# TASK:
Every line with the word "Signature" in it should be extracted from the data that follows.

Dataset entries
• • • • •

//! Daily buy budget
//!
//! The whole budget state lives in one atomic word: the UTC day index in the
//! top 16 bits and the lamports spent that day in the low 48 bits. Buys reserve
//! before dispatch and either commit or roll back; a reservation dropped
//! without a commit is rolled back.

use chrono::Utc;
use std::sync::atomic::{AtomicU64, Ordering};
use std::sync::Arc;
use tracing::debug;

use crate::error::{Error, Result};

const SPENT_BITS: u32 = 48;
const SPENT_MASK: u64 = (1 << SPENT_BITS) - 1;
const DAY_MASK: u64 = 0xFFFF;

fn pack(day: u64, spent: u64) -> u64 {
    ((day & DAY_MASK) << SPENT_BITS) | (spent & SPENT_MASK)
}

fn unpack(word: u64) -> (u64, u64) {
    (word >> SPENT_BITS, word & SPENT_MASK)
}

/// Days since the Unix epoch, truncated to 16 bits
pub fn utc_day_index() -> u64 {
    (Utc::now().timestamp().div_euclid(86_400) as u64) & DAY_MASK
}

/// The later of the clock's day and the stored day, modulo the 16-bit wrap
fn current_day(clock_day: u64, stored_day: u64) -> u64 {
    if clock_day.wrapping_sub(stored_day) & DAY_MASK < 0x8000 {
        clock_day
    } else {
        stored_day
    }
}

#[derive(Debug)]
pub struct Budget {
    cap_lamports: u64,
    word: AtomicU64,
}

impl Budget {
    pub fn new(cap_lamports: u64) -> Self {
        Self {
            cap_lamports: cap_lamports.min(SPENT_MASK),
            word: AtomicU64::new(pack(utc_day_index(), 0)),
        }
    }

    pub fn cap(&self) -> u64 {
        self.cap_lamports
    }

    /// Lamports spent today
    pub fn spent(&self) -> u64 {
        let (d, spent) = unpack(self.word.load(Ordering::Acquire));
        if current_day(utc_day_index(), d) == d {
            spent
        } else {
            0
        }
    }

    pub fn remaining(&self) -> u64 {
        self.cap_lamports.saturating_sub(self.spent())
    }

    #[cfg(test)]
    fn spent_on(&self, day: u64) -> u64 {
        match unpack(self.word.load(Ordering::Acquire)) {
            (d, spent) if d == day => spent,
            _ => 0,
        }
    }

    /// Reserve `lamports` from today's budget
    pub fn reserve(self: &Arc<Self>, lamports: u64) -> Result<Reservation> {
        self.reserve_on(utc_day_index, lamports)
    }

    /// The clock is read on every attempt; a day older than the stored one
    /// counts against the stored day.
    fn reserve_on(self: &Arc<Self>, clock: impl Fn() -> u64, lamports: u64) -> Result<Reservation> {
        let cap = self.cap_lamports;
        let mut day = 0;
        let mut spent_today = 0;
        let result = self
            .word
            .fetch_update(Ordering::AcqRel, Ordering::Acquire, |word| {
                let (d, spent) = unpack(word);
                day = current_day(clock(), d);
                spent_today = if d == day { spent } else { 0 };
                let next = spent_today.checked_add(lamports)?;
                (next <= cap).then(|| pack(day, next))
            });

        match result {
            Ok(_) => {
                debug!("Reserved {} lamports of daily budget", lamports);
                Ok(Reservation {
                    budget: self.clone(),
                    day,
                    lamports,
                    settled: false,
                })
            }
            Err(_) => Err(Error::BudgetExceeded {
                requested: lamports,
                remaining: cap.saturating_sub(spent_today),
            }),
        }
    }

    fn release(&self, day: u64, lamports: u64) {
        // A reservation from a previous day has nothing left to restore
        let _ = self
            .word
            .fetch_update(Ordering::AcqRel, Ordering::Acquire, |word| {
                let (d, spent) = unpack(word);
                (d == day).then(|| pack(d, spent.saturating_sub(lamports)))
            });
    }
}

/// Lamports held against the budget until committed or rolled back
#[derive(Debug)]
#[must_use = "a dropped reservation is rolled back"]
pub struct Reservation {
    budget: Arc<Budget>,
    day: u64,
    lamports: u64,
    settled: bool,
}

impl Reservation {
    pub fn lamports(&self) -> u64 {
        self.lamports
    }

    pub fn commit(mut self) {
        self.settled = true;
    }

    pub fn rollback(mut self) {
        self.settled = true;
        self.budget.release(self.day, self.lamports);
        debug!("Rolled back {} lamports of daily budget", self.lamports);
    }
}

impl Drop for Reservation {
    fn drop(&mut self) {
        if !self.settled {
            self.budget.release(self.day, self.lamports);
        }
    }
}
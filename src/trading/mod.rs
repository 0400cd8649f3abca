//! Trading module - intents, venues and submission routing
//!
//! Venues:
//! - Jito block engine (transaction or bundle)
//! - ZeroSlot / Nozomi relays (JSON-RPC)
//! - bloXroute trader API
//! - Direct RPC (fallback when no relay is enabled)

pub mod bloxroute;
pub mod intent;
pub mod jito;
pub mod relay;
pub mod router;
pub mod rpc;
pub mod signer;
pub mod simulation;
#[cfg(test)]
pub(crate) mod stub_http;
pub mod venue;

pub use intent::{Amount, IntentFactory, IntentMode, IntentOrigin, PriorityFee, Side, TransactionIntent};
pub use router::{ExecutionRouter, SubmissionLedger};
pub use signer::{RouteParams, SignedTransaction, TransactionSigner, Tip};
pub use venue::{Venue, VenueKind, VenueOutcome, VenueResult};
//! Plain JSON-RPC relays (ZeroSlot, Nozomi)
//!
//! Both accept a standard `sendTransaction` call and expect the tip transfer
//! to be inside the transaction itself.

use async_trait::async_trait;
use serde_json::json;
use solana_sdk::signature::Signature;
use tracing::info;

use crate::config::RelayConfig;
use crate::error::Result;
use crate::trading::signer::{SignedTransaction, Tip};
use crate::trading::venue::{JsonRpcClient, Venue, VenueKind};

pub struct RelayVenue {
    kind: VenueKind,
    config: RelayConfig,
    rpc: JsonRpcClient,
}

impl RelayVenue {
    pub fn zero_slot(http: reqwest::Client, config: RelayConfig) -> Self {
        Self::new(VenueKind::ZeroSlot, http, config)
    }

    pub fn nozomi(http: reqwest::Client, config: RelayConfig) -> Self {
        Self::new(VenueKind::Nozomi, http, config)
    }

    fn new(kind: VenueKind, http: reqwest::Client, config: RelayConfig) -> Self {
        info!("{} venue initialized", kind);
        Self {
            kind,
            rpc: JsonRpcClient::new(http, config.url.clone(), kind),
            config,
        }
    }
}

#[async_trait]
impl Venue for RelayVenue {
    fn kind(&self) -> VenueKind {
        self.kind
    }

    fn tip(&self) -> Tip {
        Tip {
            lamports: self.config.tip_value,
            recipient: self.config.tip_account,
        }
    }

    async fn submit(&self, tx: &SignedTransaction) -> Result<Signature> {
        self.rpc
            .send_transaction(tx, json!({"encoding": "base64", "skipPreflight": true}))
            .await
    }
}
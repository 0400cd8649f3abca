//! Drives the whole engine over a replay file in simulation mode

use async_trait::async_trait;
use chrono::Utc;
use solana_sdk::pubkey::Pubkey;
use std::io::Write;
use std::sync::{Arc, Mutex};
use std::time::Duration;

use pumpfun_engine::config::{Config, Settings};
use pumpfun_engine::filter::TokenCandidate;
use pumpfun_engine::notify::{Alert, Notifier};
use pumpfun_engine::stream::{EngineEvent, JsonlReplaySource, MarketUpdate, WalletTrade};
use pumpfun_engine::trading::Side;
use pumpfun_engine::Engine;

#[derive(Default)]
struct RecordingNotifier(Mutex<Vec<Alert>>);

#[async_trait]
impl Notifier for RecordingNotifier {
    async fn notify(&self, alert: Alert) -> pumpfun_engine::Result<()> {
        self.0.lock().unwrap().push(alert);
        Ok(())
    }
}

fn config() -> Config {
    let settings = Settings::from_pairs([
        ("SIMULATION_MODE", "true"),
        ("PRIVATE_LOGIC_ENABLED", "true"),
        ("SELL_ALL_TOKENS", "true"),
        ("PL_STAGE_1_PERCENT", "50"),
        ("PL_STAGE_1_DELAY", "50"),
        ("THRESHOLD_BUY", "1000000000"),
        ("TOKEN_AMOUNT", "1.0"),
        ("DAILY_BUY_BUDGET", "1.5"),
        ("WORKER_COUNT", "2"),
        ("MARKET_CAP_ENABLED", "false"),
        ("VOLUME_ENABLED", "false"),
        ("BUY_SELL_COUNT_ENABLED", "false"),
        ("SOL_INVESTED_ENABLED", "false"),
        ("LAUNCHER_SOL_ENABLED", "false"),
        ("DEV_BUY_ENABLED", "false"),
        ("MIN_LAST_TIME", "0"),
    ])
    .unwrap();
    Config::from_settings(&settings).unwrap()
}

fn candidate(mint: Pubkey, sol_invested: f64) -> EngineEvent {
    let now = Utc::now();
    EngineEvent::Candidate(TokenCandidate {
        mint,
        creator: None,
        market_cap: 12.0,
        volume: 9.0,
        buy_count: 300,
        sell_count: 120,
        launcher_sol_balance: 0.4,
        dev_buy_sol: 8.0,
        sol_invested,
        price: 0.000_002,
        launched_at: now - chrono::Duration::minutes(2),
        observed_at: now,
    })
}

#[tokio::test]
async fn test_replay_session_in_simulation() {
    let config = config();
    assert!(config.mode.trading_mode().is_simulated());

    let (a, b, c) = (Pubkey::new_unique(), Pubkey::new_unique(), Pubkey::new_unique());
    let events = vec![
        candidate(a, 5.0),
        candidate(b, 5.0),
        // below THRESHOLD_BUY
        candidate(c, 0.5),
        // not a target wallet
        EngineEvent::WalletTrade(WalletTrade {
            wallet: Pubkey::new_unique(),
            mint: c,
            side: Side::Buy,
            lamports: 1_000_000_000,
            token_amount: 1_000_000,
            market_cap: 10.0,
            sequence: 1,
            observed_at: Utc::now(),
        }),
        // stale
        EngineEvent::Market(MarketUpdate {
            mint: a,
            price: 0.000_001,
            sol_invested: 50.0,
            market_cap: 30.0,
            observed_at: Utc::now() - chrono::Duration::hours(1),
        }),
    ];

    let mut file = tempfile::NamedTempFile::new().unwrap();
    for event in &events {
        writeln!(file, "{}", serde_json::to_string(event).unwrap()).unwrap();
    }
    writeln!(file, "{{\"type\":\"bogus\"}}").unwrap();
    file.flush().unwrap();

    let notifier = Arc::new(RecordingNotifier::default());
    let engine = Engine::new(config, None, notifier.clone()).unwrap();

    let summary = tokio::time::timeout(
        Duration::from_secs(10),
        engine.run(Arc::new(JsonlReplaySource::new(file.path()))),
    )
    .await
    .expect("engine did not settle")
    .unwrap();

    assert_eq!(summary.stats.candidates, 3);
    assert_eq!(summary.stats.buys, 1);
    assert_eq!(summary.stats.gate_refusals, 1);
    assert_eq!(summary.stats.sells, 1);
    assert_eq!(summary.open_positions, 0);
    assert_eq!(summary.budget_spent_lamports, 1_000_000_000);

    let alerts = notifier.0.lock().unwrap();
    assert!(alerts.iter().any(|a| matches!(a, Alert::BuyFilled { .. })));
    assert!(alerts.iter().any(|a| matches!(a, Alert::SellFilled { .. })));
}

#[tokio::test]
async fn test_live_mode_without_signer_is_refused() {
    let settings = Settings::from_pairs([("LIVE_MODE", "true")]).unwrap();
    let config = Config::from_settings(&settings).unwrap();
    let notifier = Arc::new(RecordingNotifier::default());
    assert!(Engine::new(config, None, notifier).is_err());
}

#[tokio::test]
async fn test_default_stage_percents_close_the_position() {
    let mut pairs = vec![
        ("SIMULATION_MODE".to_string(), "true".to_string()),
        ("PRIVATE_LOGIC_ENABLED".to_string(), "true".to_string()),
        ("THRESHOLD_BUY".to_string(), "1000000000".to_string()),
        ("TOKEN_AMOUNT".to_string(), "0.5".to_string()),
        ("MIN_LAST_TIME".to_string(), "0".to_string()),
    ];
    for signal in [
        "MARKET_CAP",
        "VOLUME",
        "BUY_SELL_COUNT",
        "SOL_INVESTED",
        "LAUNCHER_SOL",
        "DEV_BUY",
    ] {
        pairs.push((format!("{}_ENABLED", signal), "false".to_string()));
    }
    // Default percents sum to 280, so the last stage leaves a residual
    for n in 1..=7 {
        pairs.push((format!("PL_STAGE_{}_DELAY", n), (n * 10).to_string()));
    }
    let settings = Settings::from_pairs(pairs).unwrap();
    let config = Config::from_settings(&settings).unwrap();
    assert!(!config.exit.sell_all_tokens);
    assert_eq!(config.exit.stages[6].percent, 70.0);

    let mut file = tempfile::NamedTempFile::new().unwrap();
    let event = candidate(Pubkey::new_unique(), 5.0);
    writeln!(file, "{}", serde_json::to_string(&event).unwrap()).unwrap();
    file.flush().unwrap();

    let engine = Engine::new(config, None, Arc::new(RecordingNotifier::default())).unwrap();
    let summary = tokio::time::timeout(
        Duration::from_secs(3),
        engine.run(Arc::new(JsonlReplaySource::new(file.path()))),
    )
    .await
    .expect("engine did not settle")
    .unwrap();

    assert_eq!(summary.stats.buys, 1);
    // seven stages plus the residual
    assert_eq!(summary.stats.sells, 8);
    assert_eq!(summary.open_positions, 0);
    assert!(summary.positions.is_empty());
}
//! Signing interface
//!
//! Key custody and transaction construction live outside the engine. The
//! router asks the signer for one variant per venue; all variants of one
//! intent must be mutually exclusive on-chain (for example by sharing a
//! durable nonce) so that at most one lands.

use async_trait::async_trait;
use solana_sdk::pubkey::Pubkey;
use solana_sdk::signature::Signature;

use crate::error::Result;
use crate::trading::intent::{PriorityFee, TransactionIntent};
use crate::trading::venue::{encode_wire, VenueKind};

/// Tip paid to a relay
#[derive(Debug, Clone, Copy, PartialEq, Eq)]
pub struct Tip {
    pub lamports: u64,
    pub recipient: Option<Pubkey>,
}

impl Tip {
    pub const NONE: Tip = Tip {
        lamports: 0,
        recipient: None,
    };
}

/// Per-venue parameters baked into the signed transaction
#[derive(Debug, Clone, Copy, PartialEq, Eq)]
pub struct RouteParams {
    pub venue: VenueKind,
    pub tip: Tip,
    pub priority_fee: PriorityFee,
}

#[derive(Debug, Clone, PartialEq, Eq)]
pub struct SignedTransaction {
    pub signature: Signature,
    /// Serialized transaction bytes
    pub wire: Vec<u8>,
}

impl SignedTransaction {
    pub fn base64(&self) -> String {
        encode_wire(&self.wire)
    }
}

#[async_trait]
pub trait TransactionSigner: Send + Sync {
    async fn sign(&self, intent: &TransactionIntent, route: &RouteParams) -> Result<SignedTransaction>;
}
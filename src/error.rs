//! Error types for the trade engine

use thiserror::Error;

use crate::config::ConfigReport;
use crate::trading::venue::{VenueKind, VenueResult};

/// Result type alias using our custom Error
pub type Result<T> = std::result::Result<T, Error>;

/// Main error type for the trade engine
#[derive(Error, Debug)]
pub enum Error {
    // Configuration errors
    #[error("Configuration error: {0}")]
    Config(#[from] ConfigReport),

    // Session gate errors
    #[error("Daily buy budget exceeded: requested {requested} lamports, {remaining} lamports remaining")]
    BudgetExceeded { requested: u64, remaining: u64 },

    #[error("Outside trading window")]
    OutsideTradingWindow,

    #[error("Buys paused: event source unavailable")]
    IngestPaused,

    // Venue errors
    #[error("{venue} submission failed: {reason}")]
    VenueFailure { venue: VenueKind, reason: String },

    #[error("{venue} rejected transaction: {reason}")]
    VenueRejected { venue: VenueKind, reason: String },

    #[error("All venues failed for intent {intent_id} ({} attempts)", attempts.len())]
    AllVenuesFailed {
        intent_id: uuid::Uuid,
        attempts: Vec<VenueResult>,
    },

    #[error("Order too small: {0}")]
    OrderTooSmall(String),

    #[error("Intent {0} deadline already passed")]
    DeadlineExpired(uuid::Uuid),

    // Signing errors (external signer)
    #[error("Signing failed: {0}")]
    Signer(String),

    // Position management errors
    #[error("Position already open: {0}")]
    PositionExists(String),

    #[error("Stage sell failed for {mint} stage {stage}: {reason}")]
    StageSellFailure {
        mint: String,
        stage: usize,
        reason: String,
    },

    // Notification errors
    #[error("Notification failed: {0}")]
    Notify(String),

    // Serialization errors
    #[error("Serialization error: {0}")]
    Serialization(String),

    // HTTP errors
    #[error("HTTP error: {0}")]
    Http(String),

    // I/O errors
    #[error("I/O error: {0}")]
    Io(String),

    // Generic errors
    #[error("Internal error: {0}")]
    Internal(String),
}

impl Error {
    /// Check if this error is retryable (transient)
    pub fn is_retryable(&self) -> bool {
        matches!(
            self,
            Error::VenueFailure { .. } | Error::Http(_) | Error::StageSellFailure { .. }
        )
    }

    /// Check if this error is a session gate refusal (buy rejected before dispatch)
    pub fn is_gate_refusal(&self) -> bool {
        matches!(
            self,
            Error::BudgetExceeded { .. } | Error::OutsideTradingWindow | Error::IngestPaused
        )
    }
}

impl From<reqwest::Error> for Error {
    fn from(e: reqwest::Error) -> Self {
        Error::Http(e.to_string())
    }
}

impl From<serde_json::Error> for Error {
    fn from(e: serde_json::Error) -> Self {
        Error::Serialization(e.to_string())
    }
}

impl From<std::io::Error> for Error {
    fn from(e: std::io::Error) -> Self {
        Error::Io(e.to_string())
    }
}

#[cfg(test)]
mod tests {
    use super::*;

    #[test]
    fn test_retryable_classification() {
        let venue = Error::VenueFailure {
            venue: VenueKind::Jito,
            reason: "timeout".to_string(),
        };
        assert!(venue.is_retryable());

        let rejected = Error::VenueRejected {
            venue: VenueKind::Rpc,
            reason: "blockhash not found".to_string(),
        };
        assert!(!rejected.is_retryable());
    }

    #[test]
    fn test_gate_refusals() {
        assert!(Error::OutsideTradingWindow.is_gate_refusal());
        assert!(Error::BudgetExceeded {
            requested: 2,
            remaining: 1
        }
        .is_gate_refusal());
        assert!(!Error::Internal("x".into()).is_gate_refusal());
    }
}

• • • • •

# RESPONSE TO THIS EXERCISE:
use solana_sdk::signature::Signature;
    async fn submit(&self, tx: &SignedTransaction) -> Result<Signature> {
use solana_sdk::signature::Signature;
    pub signature: Signature,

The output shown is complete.